MATERIAL FOR THIS EXERCISE
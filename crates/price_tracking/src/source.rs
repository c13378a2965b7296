use std::error;

use async_trait::async_trait;
use model::{location::Location, price::PriceRecord};

/// Outcome of one upstream fetch: how many raw entries the API returned and
/// the subset that carried a usable price. Entries without price data are
/// expected (closed stations) and are dropped during parsing; keeping the
/// raw count lets the ingestion orchestrator tell a benign empty response
/// apart from a batch where every entry was unusable.
#[derive(Debug, Clone, PartialEq)]
pub struct SourceBatch {
    pub entry_count: usize,
    pub records: Vec<PriceRecord>,
}

/// A provider of current station prices for a location.
#[async_trait]
pub trait PriceSource: Send + Sync {
    type Error: error::Error + Send + Sync + 'static;

    async fn fetch_station_prices(
        &self,
        location: &Location,
    ) -> Result<SourceBatch, Self::Error>;
}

WORK TASK
From the first line of the data above to the line containing "pub struct SourceBatch", repeat everything exactly and add nothing.

EXERCISE OUTPUT
filename crates/price_tracking/src/source.rs
repository c13378a2965b7296
use std::error;

use async_trait::async_trait;
use model::{location::Location, price::PriceRecord};

/// Outcome of one upstream fetch: how many raw entries the API returned and
/// the subset that carried a usable price. Entries without price data are
/// expected (closed stations) and are dropped during parsing; keeping the
/// raw count lets the ingestion orchestrator tell a benign empty response
/// apart from a batch where every entry was unusable.
#[derive(Debug, Clone, PartialEq)]
pub struct SourceBatch {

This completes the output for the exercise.